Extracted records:
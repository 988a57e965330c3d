//! Balance engine and reservation state machine
//!
//! Every mutating path opens a transaction, takes `SELECT ... FOR UPDATE` row
//! locks on the touched accounts, performs checked arithmetic and commits.
//! Reservations move funds from `balance` into `reserved`; a transfer drains
//! `reserved` into the payee's balance, a release moves it back. Terminal
//! reservation states are absorbing, which is what makes retries safe.

pub mod models;

use deadpool_postgres::{Pool, Transaction};
use settlement_common::{Amount, ReservationStatus};
use tokio_postgres::error::SqlState;
use tracing::info;

use crate::{Error, Result};
use models::{Account, LedgerStatus, Reservation};

fn is_unique_violation(e: &tokio_postgres::Error) -> bool {
    e.code() == Some(&SqlState::UNIQUE_VIOLATION)
}

/// Data access for accounts, reservations and the ledger audit trail.
pub struct AccountStore {
    pool: Pool,
}

impl AccountStore {
    pub fn new(pool: Pool) -> Self {
        Self { pool }
    }

    /// Verify the backing database still serves queries.
    pub async fn health(&self) -> bool {
        settlement_common::db::health_check(&self.pool).await
    }

    /// Create an account with a zero reserved balance.
    pub async fn create_account(
        &self,
        name: &str,
        account_no: &str,
        initial_balance: Amount,
    ) -> Result<Account> {
        let client = self.pool.get().await?;
        let id = hex::encode(rand::random::<[u8; 16]>());
        let balance = initial_balance.minor_units();

        let row = client
            .query_one(
                "INSERT INTO accounts (id, name, account_no, balance, reserved)
                 VALUES ($1, $2, $3, $4, 0)
                 RETURNING id, name, account_no, balance, reserved, created_at, updated_at",
                &[&id, &name, &account_no, &balance],
            )
            .await
            .map_err(|e| {
                if is_unique_violation(&e) {
                    Error::Duplicate(format!("account_no {}", account_no))
                } else {
                    Error::from(e)
                }
            })?;

        let account = Account::from_row(&row)?;
        info!(account_id = %account.id, account_no, "account created");
        Ok(account)
    }

    pub async fn get_account(&self, account_id: &str) -> Result<Account> {
        let client = self.pool.get().await?;
        let row = client
            .query_opt(
                "SELECT id, name, account_no, balance, reserved, created_at, updated_at
                 FROM accounts WHERE id = $1",
                &[&account_id],
            )
            .await?
            .ok_or_else(|| Error::NotFound(format!("account {}", account_id)))?;
        Account::from_row(&row)
    }

    /// Credit or debit an account under a row lock.
    ///
    /// Debits fail with `InsufficientFunds` when the available balance does
    /// not cover the amount; the reserved balance is never touched here.
    pub async fn update_balance(
        &self,
        account_id: &str,
        amount: Amount,
        is_credit: bool,
    ) -> Result<Account> {
        let mut client = self.pool.get().await?;
        let tx = client.transaction().await?;

        let account = lock_account(&tx, account_id).await?;
        let new_balance = if is_credit {
            account
                .balance
                .checked_add(amount)
                .ok_or_else(|| Error::Internal("balance overflow".to_string()))?
        } else {
            if account.balance < amount {
                return Err(Error::InsufficientFunds {
                    available: account.balance,
                    requested: amount,
                });
            }
            account
                .balance
                .checked_sub(amount)
                .ok_or_else(|| Error::Internal("balance underflow".to_string()))?
        };

        let units = new_balance.minor_units();
        tx.execute(
            "UPDATE accounts SET balance = $1, updated_at = now() WHERE id = $2",
            &[&units, &account_id],
        )
        .await?;
        tx.commit().await?;

        self.get_account(account_id).await
    }

    /// Most recent accounts first, capped at 1000 rows.
    pub async fn list_accounts(&self) -> Result<Vec<Account>> {
        let client = self.pool.get().await?;
        let rows = client
            .query(
                "SELECT id, name, account_no, balance, reserved, created_at, updated_at
                 FROM accounts ORDER BY created_at DESC LIMIT 1000",
                &[],
            )
            .await?;
        rows.iter().map(Account::from_row).collect()
    }

    /// Place a hold on the payer's funds.
    ///
    /// Atomically: lock the payer row, check the available balance, move the
    /// amount from `balance` to `reserved`, insert the PENDING reservation
    /// and the INITIATED ledger row. A duplicate reference id aborts the
    /// whole transaction.
    pub async fn reserve_funds(
        &self,
        reference_id: &str,
        payer_id: &str,
        payee_id: &str,
        amount: Amount,
    ) -> Result<()> {
        let mut client = self.pool.get().await?;
        let tx = client.transaction().await?;

        let payer = lock_account(&tx, payer_id).await?;
        let payee_exists = tx
            .query_opt("SELECT id FROM accounts WHERE id = $1", &[&payee_id])
            .await?;
        if payee_exists.is_none() {
            return Err(Error::NotFound(format!("account {}", payee_id)));
        }

        if payer.balance < amount {
            return Err(Error::InsufficientFunds {
                available: payer.balance,
                requested: amount,
            });
        }

        let new_balance = payer
            .balance
            .checked_sub(amount)
            .ok_or_else(|| Error::Internal("balance underflow".to_string()))?
            .minor_units();
        let new_reserved = payer
            .reserved
            .checked_add(amount)
            .ok_or_else(|| Error::Internal("reserved overflow".to_string()))?
            .minor_units();
        tx.execute(
            "UPDATE accounts SET balance = $1, reserved = $2, updated_at = now() WHERE id = $3",
            &[&new_balance, &new_reserved, &payer_id],
        )
        .await?;

        let units = amount.minor_units();
        tx.execute(
            "INSERT INTO reservations (reference_id, payer_id, payee_id, amount, status)
             VALUES ($1, $2, $3, $4, $5)",
            &[
                &reference_id,
                &payer_id,
                &payee_id,
                &units,
                &ReservationStatus::Pending.as_str(),
            ],
        )
        .await
        .map_err(|e| {
            if is_unique_violation(&e) {
                Error::Duplicate(format!("reference_id {}", reference_id))
            } else {
                Error::from(e)
            }
        })?;

        insert_ledger_entry(&tx, payer_id, payee_id, amount, reference_id, LedgerStatus::Initiated)
            .await?;

        tx.commit().await?;
        info!(reference_id, payer_id, %amount, "funds reserved");
        Ok(())
    }

    /// Commit a PENDING reservation: drain the payer's hold into the payee's
    /// balance and mark the reservation CONFIRMED.
    pub async fn transfer(&self, reference_id: &str) -> Result<()> {
        let mut client = self.pool.get().await?;
        let tx = client.transaction().await?;

        let reservation = lock_pending_reservation(&tx, reference_id).await?;
        let (payer, payee) =
            lock_account_pair(&tx, &reservation.payer_id, &reservation.payee_id).await?;

        let payer_reserved = payer
            .reserved
            .checked_sub(reservation.amount)
            .ok_or_else(|| Error::Internal("reserved underflow".to_string()))?
            .minor_units();
        let payee_balance = payee
            .balance
            .checked_add(reservation.amount)
            .ok_or_else(|| Error::Internal("balance overflow".to_string()))?
            .minor_units();

        tx.execute(
            "UPDATE accounts SET reserved = $1, updated_at = now() WHERE id = $2",
            &[&payer_reserved, &reservation.payer_id],
        )
        .await?;
        tx.execute(
            "UPDATE accounts SET balance = $1, updated_at = now() WHERE id = $2",
            &[&payee_balance, &reservation.payee_id],
        )
        .await?;

        finish_reservation(&tx, reference_id, ReservationStatus::Confirmed, LedgerStatus::Completed)
            .await?;

        tx.commit().await?;
        info!(reference_id, "reservation confirmed");
        Ok(())
    }

    /// Cancel a PENDING reservation and restore the payer's balance.
    pub async fn release_funds(&self, reference_id: &str) -> Result<()> {
        let mut client = self.pool.get().await?;
        let tx = client.transaction().await?;

        let reservation = lock_pending_reservation(&tx, reference_id).await?;
        let payer = lock_account(&tx, &reservation.payer_id).await?;

        let new_reserved = payer
            .reserved
            .checked_sub(reservation.amount)
            .ok_or_else(|| Error::Internal("reserved underflow".to_string()))?
            .minor_units();
        let new_balance = payer
            .balance
            .checked_add(reservation.amount)
            .ok_or_else(|| Error::Internal("balance overflow".to_string()))?
            .minor_units();

        tx.execute(
            "UPDATE accounts SET balance = $1, reserved = $2, updated_at = now() WHERE id = $3",
            &[&new_balance, &new_reserved, &reservation.payer_id],
        )
        .await?;

        finish_reservation(&tx, reference_id, ReservationStatus::Failed, LedgerStatus::Failed)
            .await?;

        tx.commit().await?;
        info!(reference_id, "reservation released");
        Ok(())
    }
}

/// Lock an account row for the duration of the transaction.
async fn lock_account(tx: &Transaction<'_>, account_id: &str) -> Result<Account> {
    let row = tx
        .query_opt(
            "SELECT id, name, account_no, balance, reserved, created_at, updated_at
             FROM accounts WHERE id = $1 FOR UPDATE",
            &[&account_id],
        )
        .await?
        .ok_or_else(|| Error::NotFound(format!("account {}", account_id)))?;
    Account::from_row(&row)
}

/// Lock two account rows in sorted id order so concurrent transfers touching
/// the same pair cannot deadlock.
async fn lock_account_pair(
    tx: &Transaction<'_>,
    payer_id: &str,
    payee_id: &str,
) -> Result<(Account, Account)> {
    let (first, second) = if payer_id <= payee_id {
        (payer_id, payee_id)
    } else {
        (payee_id, payer_id)
    };

    let first_account = lock_account(tx, first).await?;
    let second_account = lock_account(tx, second).await?;

    if first == payer_id {
        Ok((first_account, second_account))
    } else {
        Ok((second_account, first_account))
    }
}

/// Lock the reservation row and insist it is still PENDING.
///
/// The row lock serializes the terminal transition; a reservation already in
/// a terminal state yields `InvalidState` with no side effect.
async fn lock_pending_reservation(
    tx: &Transaction<'_>,
    reference_id: &str,
) -> Result<Reservation> {
    let row = tx
        .query_opt(
            "SELECT reference_id, payer_id, payee_id, amount, status
             FROM reservations WHERE reference_id = $1 FOR UPDATE",
            &[&reference_id],
        )
        .await?
        .ok_or_else(|| Error::NotFound(format!("reservation {}", reference_id)))?;

    let reservation = Reservation::from_row(&row)?;
    if reservation.status != ReservationStatus::Pending {
        return Err(Error::InvalidState {
            reference_id: reference_id.to_string(),
            status: reservation.status,
        });
    }
    Ok(reservation)
}

async fn finish_reservation(
    tx: &Transaction<'_>,
    reference_id: &str,
    status: ReservationStatus,
    ledger_status: LedgerStatus,
) -> Result<()> {
    tx.execute(
        "UPDATE reservations SET status = $1, updated_at = now() WHERE reference_id = $2",
        &[&status.as_str(), &reference_id],
    )
    .await?;
    tx.execute(
        "UPDATE ledger SET status = $1 WHERE reference_id = $2",
        &[&ledger_status.as_str(), &reference_id],
    )
    .await?;
    Ok(())
}

async fn insert_ledger_entry(
    tx: &Transaction<'_>,
    payer_id: &str,
    payee_id: &str,
    amount: Amount,
    reference_id: &str,
    status: LedgerStatus,
) -> Result<()> {
    let units = amount.minor_units();
    tx.execute(
        "INSERT INTO ledger (payer_id, payee_id, amount, reference_id, status)
         VALUES ($1, $2, $3, $4, $5)",
        &[&payer_id, &payee_id, &units, &reference_id, &status.as_str()],
    )
    .await?;
    Ok(())
}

Task prompt: Wherever the string "available" occurs in the records, copy the line it is in.

Answer space:
    /// Debits fail with `InsufficientFunds` when the available balance does
                    available: account.balance,
    /// Atomically: lock the payer row, check the available balance, move the
                available: payer.balance,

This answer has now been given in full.